Question 2: In the flights data, are delays more likely on certain days of the week? This requires knowing how many flights leave each day.
Answer: The very first thing that I need to do is tell R that I need it to pull my flights dataset. I did this by running this line of code: library(nycflights13). Now my code may look a tiny bit different because I ran into a problem with my data. Somehow information got mixed together throughout the course, so the “::” that is in the lines following is the correction for the data. With that problem resolved, I was able to move forward with the coding for this question. First, I want to be able to distinguish between the delays on each day of the week, so I mutate my new variable called “day_of_week”. From there, I need to create another variable that is representative of the delay statistics, which I called “delay_stats”. From there I code the mathematical equations and the range for the delay. Then, created the total_delay_flights which is representative of the sum of all delays. Once all of this coding was done, I was able to move onto plotting the data. I tell R that the data is going to be coming from the delay_stats data with my x variable being days of the week and my y variable being the mean delay that was calculated above. In the error bar function, I am telling R that the standard deviation is the mean of delay and setting the range.
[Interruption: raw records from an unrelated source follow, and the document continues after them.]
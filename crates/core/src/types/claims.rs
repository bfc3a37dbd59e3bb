//! Identity claims of the signed-in user.
//!
//! The identity service issues tokens carrying profile claims (name, postal
//! address, contact details). Consumers look them up through [`ClaimKey`]
//! instead of scanning claim sets by string.

use std::collections::BTreeMap;

use serde::{Deserialize, Serialize};

/// Profile claims the web front-end knows how to read.
#[derive(Debug, Clone, Copy, PartialEq, Eq, Hash, PartialOrd, Ord, Serialize, Deserialize)]
pub enum ClaimKey {
    Name,
    LastName,
    Street,
    City,
    State,
    ZipCode,
    Country,
    Email,
    PhoneNumber,
}

impl ClaimKey {
    /// Every known key, in profile order.
    pub const ALL: [Self; 9] = [
        Self::Name,
        Self::LastName,
        Self::Street,
        Self::City,
        Self::State,
        Self::ZipCode,
        Self::Country,
        Self::Email,
        Self::PhoneNumber,
    ];

    /// Claim type as it appears in the token.
    #[must_use]
    pub const fn claim_type(self) -> &'static str {
        match self {
            Self::Name => "name",
            Self::LastName => "last_name",
            Self::Street => "address_street",
            Self::City => "address_city",
            Self::State => "address_state",
            Self::ZipCode => "address_zip_code",
            Self::Country => "address_country",
            Self::Email => "email",
            Self::PhoneNumber => "phone_number",
        }
    }

    /// Look up a key by its claim type.
    #[must_use]
    pub fn from_claim_type(claim_type: &str) -> Option<Self> {
        Self::ALL.into_iter().find(|key| key.claim_type() == claim_type)
    }
}

/// Snapshot of the user's profile claims.
///
/// Built once from the credential's claim set; absent claims stay absent and
/// read back as empty strings.
#[derive(Debug, Clone, Default, PartialEq, Eq, Serialize, Deserialize)]
pub struct UserProfileClaims {
    values: BTreeMap<ClaimKey, String>,
}

impl UserProfileClaims {
    /// Resolve profile claims from `(claim_type, value)` pairs.
    ///
    /// Unknown claim types are ignored. When a claim type repeats, the first
    /// value wins.
    pub fn from_pairs<'a, I>(claims: I) -> Self
    where
        I: IntoIterator<Item = (&'a str, &'a str)>,
    {
        let mut values = BTreeMap::new();
        for (claim_type, value) in claims {
            if let Some(key) = ClaimKey::from_claim_type(claim_type) {
                values.entry(key).or_insert_with(|| value.to_owned());
            }
        }
        Self { values }
    }

    /// Resolve profile claims from a decoded token payload.
    ///
    /// String claims are taken verbatim; numbers and booleans use their JSON
    /// text. Arrays take their first string element.
    #[must_use]
    pub fn from_json(claims: &serde_json::Map<String, serde_json::Value>) -> Self {
        let mut values = BTreeMap::new();
        for key in ClaimKey::ALL {
            let value = match claims.get(key.claim_type()) {
                Some(serde_json::Value::String(s)) => Some(s.clone()),
                Some(serde_json::Value::Array(items)) => items
                    .iter()
                    .find_map(serde_json::Value::as_str)
                    .map(str::to_owned),
                Some(v @ (serde_json::Value::Number(_) | serde_json::Value::Bool(_))) => {
                    Some(v.to_string())
                }
                _ => None,
            };
            if let Some(value) = value {
                values.insert(key, value);
            }
        }
        Self { values }
    }

    /// Returns the claim value, if present.
    #[must_use]
    pub fn get(&self, key: ClaimKey) -> Option<&str> {
        self.values.get(&key).map(String::as_str)
    }

    /// Returns the claim value, or `""` when absent.
    #[must_use]
    pub fn value_or_empty(&self, key: ClaimKey) -> &str {
        self.get(key).unwrap_or("")
    }

    /// Profile view with every field populated.
    #[must_use]
    pub fn user_info(&self) -> UserInfo<'_> {
        UserInfo {
            name: self.value_or_empty(ClaimKey::Name),
            last_name: self.value_or_empty(ClaimKey::LastName),
            street: self.value_or_empty(ClaimKey::Street),
            city: self.value_or_empty(ClaimKey::City),
            state: self.value_or_empty(ClaimKey::State),
            zip_code: self.value_or_empty(ClaimKey::ZipCode),
            country: self.value_or_empty(ClaimKey::Country),
            email: self.value_or_empty(ClaimKey::Email),
            phone_number: self.value_or_empty(ClaimKey::PhoneNumber),
        }
    }
}

/// Serialized shape of the user's profile, as handed to the chat model.
#[derive(Debug, Clone, Copy, PartialEq, Eq, Serialize)]
#[serde(rename_all = "PascalCase")]
pub struct UserInfo<'a> {
    pub name: &'a str,
    pub last_name: &'a str,
    pub street: &'a str,
    pub city: &'a str,
    pub state: &'a str,
    pub zip_code: &'a str,
    pub country: &'a str,
    pub email: &'a str,
    pub phone_number: &'a str,
}

#[cfg(test)]
mod tests {
    use super::*;

    #[test]
    fn test_claim_key_round_trip() {
        for key in ClaimKey::ALL {
            assert_eq!(ClaimKey::from_claim_type(key.claim_type()), Some(key));
        }
        assert_eq!(ClaimKey::from_claim_type("sub"), None);
    }

    #[test]
    fn test_from_pairs_first_value_wins() {
        let claims = UserProfileClaims::from_pairs([
            ("email", "first@example.com"),
            ("email", "second@example.com"),
            ("sub", "ignored"),
        ]);
        assert_eq!(claims.get(ClaimKey::Email), Some("first@example.com"));
        assert_eq!(claims.get(ClaimKey::Name), None);
    }

    #[test]
    fn test_missing_claims_read_as_empty() {
        let claims = UserProfileClaims::default();
        for key in ClaimKey::ALL {
            assert_eq!(claims.value_or_empty(key), "");
        }
    }

    #[test]
    fn test_from_json_handles_non_string_values() {
        let payload = serde_json::json!({
            "name": "Ada",
            "address_zip_code": 98052,
            "email": ["ada@example.com", "other@example.com"],
            "phone_number": null,
        });
        let map = payload.as_object().expect("object");
        let claims = UserProfileClaims::from_json(map);
        assert_eq!(claims.get(ClaimKey::Name), Some("Ada"));
        assert_eq!(claims.get(ClaimKey::ZipCode), Some("98052"));
        assert_eq!(claims.get(ClaimKey::Email), Some("ada@example.com"));
        assert_eq!(claims.get(ClaimKey::PhoneNumber), None);
    }

    #[test]
    fn test_user_info_uses_pascal_case_keys() {
        let claims = UserProfileClaims::from_pairs([("last_name", "Lovelace")]);
        let json = serde_json::to_value(claims.user_info()).expect("serialize");
        assert_eq!(json["LastName"], "Lovelace");
        assert_eq!(json["ZipCode"], "");
        assert_eq!(json["PhoneNumber"], "");
        assert_eq!(json.as_object().map(serde_json::Map::len), Some(9));
    }
}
Then I enter in the labs so everything has titles including the x and y axis..
Data Analysis: Based on the bar graph, we can see that the day with the highest chances of a flight delay is Friday, barely being longer than Monday. Interestingly, Friday has the highest chance of a delay and has the most flights. While we can be quick to assume that this is a direct correlation, we have no way to determine cause and effect (at least from this graph alone). Continuing to solidify the possibility of a causal relationship, the day with the least amount of flights also has the smallest delay. Hmm… this is an interesting finding, one that could be pursued further if planning a trip.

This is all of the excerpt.